Taking each line of the records in turn, count those containing "handlers" and report only the number.

Saved entries
* * * *

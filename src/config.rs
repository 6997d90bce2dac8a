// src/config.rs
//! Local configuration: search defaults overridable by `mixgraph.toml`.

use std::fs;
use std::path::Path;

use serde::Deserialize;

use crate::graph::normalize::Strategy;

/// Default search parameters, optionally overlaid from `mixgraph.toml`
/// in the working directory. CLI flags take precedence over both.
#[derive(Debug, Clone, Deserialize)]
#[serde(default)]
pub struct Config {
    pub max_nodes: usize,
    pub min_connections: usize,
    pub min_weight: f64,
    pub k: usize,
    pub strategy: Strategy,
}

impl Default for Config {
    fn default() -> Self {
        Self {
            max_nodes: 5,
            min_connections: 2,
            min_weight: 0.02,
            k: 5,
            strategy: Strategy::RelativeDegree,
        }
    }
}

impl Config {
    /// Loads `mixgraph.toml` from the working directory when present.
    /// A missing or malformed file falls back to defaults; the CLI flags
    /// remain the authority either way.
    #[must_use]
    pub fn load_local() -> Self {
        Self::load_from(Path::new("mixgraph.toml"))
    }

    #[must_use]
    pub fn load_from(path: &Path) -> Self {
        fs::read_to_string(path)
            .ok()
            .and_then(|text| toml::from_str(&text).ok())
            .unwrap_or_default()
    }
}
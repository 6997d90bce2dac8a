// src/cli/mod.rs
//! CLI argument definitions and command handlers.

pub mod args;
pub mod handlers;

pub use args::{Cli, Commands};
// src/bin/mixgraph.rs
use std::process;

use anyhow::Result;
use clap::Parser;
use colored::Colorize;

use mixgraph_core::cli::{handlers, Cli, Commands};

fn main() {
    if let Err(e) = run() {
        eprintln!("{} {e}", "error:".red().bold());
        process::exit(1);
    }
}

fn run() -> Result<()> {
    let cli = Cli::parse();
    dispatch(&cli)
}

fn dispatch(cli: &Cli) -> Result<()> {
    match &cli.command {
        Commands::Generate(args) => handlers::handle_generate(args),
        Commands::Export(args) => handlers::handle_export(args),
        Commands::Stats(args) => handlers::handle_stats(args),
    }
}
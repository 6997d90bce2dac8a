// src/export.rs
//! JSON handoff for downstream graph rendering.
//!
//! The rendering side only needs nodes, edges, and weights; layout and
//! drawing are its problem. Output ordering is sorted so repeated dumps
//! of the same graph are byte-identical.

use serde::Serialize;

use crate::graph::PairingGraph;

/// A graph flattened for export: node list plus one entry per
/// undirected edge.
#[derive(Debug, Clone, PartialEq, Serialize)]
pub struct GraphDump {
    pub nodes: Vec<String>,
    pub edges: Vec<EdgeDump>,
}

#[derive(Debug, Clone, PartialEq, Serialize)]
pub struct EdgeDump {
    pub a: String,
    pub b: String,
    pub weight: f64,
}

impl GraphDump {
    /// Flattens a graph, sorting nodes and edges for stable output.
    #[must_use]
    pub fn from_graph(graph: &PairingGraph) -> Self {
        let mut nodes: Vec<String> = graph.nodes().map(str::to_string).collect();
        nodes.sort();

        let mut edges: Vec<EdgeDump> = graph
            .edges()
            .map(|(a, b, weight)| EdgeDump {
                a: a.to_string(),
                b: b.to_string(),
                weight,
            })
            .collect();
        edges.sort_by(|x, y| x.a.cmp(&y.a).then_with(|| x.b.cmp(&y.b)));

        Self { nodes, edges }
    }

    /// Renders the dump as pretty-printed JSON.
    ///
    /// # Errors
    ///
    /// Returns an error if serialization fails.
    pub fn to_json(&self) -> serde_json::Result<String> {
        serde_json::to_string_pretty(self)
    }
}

* * * *

Solved problem> 6